川越市は、的場新町地区で新たなまちづくりを構想している。(株)IHIエアロスペースの川越事業所が所在する約11haの工業地域を、同社が移転することにより、住宅系の用途に変更させようというもの。既に平成20年3月をめどに閉鎖することが決まっていることから、早期に方向付けをする。手法などは今後の検討課題だが、住宅開発などが位置付けられ、事業化した場合、下水道などのインフラ整備はもちろん、場合によっては学校などの配置も考慮することになるなど、大掛かりなものに発展することもありえそう。

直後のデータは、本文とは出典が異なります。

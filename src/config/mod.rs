//! Configuration Management
//!
//! Unified configuration system with hierarchical resolution:
//! 1. Built-in defaults
//! 2. Global config (<user config dir>/feedlens/config.toml)
//! 3. Project config (.feedlens/config.toml)
//! 4. Explicit `--config` file
//! 5. Environment variables (FEEDLENS_*)
//! 6. CLI arguments (highest priority)

mod loader;
mod types;

pub use loader::ConfigLoader;
pub use types::*;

対象となるのは、霞ケ関地区の一角。周囲は、霞ケ関北小学校が北側にあり、南側に関越自動車道が走っている。
川越事業所は、昭和31年に日産自動車の宇宙航空部門の試験場として開設。平成12年には石川島播磨重工業(IHI)へ統合し、約50年間宇宙・防衛関係の研究開発および生産を行ってきた。
さきほど、IHIが国内の拠点施設集約化を掲げ現在の6から、4施設へと削減することを決定。川越事業所の従業員は、群馬県の富岡事業所へ異動するとともに、宇宙開発事業も富岡に設備を移転し、そこで新たな研究実験棟を建設するなど、機能を集約する運びとなった。
この転出に伴い、土地所有者からの意見もあったことに加え、周囲の環境から、住宅系を含めた土地利用の転換を図ることになった。
現在対象地は、霞ケ関地区計画に基づき、工業地域として指定されており、住宅などは認められない。今後は都市計画をにらみながら、進展を図っていく。
まちづくり検討調査業務は、日建設計(千代田区、電話03-5226-3030)にこのほど、210万円で委託。今年度内に課題の整理などを行い、方向性を探る。